Hip hop music can incorporate elements of classical music, either using live instruments or with recorded samples. Early examples of classical music instrumentation in hip hop date to the 1990s. In the 2000s,  artists such as Nas, Kendrick Lamar, The Black Violin, and DJ Premier began to prominently use classical music elements. Classical hip hop's biggest hit so far would be the 2009 Jay-Z and Alicia Keys duet Empire State of Mind, which has been described as an orchestral rap ballad. Post Malone would also flirt with the style as well on some of his songs.

Style

Typical classical music elements in hip hop include orchestral sounds, either sample-based or recorded live. In addition, some hip hop songs may feature orchestral elements by way of sampling progressive rock tracks, such as Kanye West sampling 21st Century Schizoid Man by King Crimson on his 2010 song Power.

History
An early example of classical music in hip hop is from the 1996 The Simpsons episode Homerpalooza. In the episode, rap group Cypress Hill steal the London Symphony Orchestra, which was intended for Peter Frampton. With the orchestra in tow, they perform their 1993 hit Insane in the Brain with orchestral backing. Warren G would embrace classical hip hop in a 1997 duet with Sissel on the track Prince Igor.

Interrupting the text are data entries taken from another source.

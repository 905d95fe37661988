//! Shared building blocks for the mxrelay crates.
//!
//! - The caller-facing message model ([`MailOptions`], [`RecipientField`])
//! - Recipient normalisation and grouping by destination domain
//! - Logging initialisation and the `incoming!`/`outgoing!` macros
//! - The opt-in diagnostic snapshot channel

pub mod address;
pub mod diagnostics;
pub mod domain;
pub mod envelope;
pub mod logging;
pub mod message;

pub use address::{DomainEntry, DomainMap, RecipientField, classify_and_group, normalize};
pub use diagnostics::Diagnostics;
pub use domain::{Domain, MxRecord};
pub use envelope::Envelope;
pub use message::{MailOptions, OutboundMail};
pub use tracing;
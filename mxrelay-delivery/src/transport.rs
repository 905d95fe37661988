use async_trait::async_trait;
use mxrelay_common::{Envelope, OutboundMail};
use serde::{Deserialize, Serialize};

use crate::{error::TransportError, options::TransportConfig};

/// What an exchanger told us when it accepted a message.
#[derive(Debug, Clone, PartialEq, Eq, Serialize, Deserialize)]
#[serde(rename_all = "camelCase")]
pub struct DeliveryReceipt {
    /// The exchanger that accepted the message.
    pub host: String,
    pub accepted: Vec<String>,
    pub envelope: Envelope,
    pub message_id: String,
    /// Final reply line, e.g. `250 2.0.0 Ok: queued`.
    pub response: String,
}

/// Sends one message to one exchanger.
#[async_trait]
pub trait Transport: Send + Sync {
    /// # Errors
    ///
    /// Returns [`TransportError::HostNotFound`] when `config.host` has no
    /// address, and another [`TransportError`] for every other failure.
    async fn send_mail(
        &self,
        config: &TransportConfig,
        mail: &OutboundMail,
    ) -> Result<DeliveryReceipt, TransportError>;
}
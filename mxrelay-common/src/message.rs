//! The caller's message and the per-recipient copies derived from it.

use indexmap::IndexMap;
use serde::{Deserialize, Serialize};
use serde_json::{Map, Value};

use crate::{address::RecipientField, envelope::Envelope};

/// A message as handed to the relay.
///
/// Only the addressing fields are interpreted. The body and header fields are
/// passed to the transport as they are, and anything else the caller supplies
/// is kept in `extra` untouched.
#[derive(Debug, Clone, Default, PartialEq, Serialize, Deserialize)]
pub struct MailOptions {
    pub from: String,

    #[serde(default)]
    pub to: RecipientField,

    #[serde(default)]
    pub cc: RecipientField,

    #[serde(default)]
    pub bcc: RecipientField,

    #[serde(default, skip_serializing_if = "Option::is_none")]
    pub subject: Option<String>,

    /// Plain-text body.
    #[serde(default, skip_serializing_if = "Option::is_none")]
    pub text: Option<String>,

    /// A fully formed RFC 5322 message, sent verbatim instead of rendering one.
    #[serde(default, skip_serializing_if = "Option::is_none")]
    pub raw: Option<String>,

    #[serde(
        default,
        rename = "messageId",
        alias = "message_id",
        skip_serializing_if = "Option::is_none"
    )]
    pub message_id: Option<String>,

    /// Additional headers, rendered in insertion order.
    #[serde(default, skip_serializing_if = "IndexMap::is_empty")]
    pub headers: IndexMap<String, String>,

    #[serde(flatten)]
    pub extra: Map<String, Value>,
}

impl MailOptions {
    #[must_use]
    pub fn new(from: impl Into<String>) -> Self {
        Self {
            from: from.into(),
            ..Self::default()
        }
    }

    #[must_use]
    pub fn to(mut self, to: impl Into<RecipientField>) -> Self {
        self.to = to.into();
        self
    }

    #[must_use]
    pub fn cc(mut self, cc: impl Into<RecipientField>) -> Self {
        self.cc = cc.into();
        self
    }

    #[must_use]
    pub fn bcc(mut self, bcc: impl Into<RecipientField>) -> Self {
        self.bcc = bcc.into();
        self
    }

    #[must_use]
    pub fn subject(mut self, subject: impl Into<String>) -> Self {
        self.subject = Some(subject.into());
        self
    }

    #[must_use]
    pub fn text(mut self, text: impl Into<String>) -> Self {
        self.text = Some(text.into());
        self
    }

    /// The headers every per-recipient copy carries.
    ///
    /// To and Cc become the full normalised display lists, Bcc is cleared.
    #[must_use]
    pub fn header_template(&self) -> Self {
        Self {
            to: RecipientField::Joined(self.to.header_value()),
            cc: RecipientField::Joined(self.cc.header_value()),
            bcc: RecipientField::Empty,
            ..self.clone()
        }
    }
}

/// One recipient's copy of a message.
#[derive(Debug, Clone, PartialEq, Serialize)]
pub struct OutboundMail {
    #[serde(flatten)]
    pub message: MailOptions,
    pub envelope: Envelope,
}

impl OutboundMail {
    /// Addresses a copy of `template` to `recipient` alone.
    ///
    /// `template` is expected to come from [`MailOptions::header_template`].
    #[must_use]
    pub fn addressed_to(template: &MailOptions, recipient: impl Into<String>) -> Self {
        Self {
            envelope: Envelope::new(template.from.clone(), recipient),
            message: template.clone(),
        }
    }

    #[must_use]
    pub fn recipient(&self) -> &str {
        &self.envelope.to
    }
}

#[cfg(test)]
mod tests {
    use pretty_assertions::assert_eq;
    use serde_json::json;

    use super::*;

    #[test]
    fn test_deserialize_keeps_unknown_fields() {
        let mail: MailOptions = serde_json::from_value(json!({
            "from": "sender@example.org",
            "to": ["A@Example.com"],
            "subject": "Hi",
            "priority": "high",
            "attachments": [{"filename": "a.txt"}],
        }))
        .unwrap();

        assert_eq!(mail.from, "sender@example.org");
        assert_eq!(mail.to, RecipientField::from(vec!["A@Example.com"]));
        assert_eq!(mail.subject.as_deref(), Some("Hi"));
        assert_eq!(mail.extra["priority"], json!("high"));
        assert_eq!(mail.extra["attachments"], json!([{"filename": "a.txt"}]));
    }

    #[test]
    fn test_deserialize_requires_from() {
        let result = serde_json::from_value::<MailOptions>(json!({"to": "a@example.com"}));
        assert!(result.is_err());
    }

    #[test]
    fn test_header_template() {
        let mail = MailOptions::new("sender@example.org")
            .to(vec!["Alice@Example.com", "bob@example.com"])
            .cc("Carol@Example.net")
            .bcc("hidden@example.com")
            .subject("Report");

        let template = mail.header_template();

        assert_eq!(
            template.to,
            RecipientField::Joined("Alice@Example.com, bob@example.com".to_string())
        );
        assert_eq!(
            template.cc,
            RecipientField::Joined("carol@example.net".to_string())
        );
        assert_eq!(template.bcc, RecipientField::Empty);
        assert_eq!(template.subject.as_deref(), Some("Report"));
    }

    #[test]
    fn test_addressed_to_sets_single_recipient_envelope() {
        let template = MailOptions::new("sender@example.org")
            .to("a@example.com, b@example.com")
            .header_template();

        let mail = OutboundMail::addressed_to(&template, "b@example.com");

        assert_eq!(mail.recipient(), "b@example.com");
        assert_eq!(mail.envelope.from, "sender@example.org");
        assert_eq!(mail.message.to.header_value(), "a@example.com, b@example.com");
    }

    #[test]
    fn test_outbound_mail_serializes_flat() {
        let template = MailOptions::new("s@example.org").to("r@example.com").header_template();
        let rendered = serde_json::to_value(OutboundMail::addressed_to(&template, "r@example.com"))
            .unwrap();

        assert_eq!(rendered["from"], json!("s@example.org"));
        assert_eq!(rendered["to"], json!("r@example.com"));
        assert_eq!(rendered["envelope"]["to"], json!("r@example.com"));
    }
}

Starting in the 2000s, classical music in hip hop became moer prominent as Nas, Kendrick Lamar, Kanye West, and Jay-Z (with Alicia Keys on Empire State of Mind) exploring the genre. In addition to West's progressive rock sampling track Power, he also worked with progressive rock artist Manfred Mann on his 2014 album Lone Arranger.

In the late 2010s, Dallas based rapper Post Malone would break out, becoming a huge sensation with a versatile music style that stretches from rock to pop and to various forms of hip hop including classical hip hop.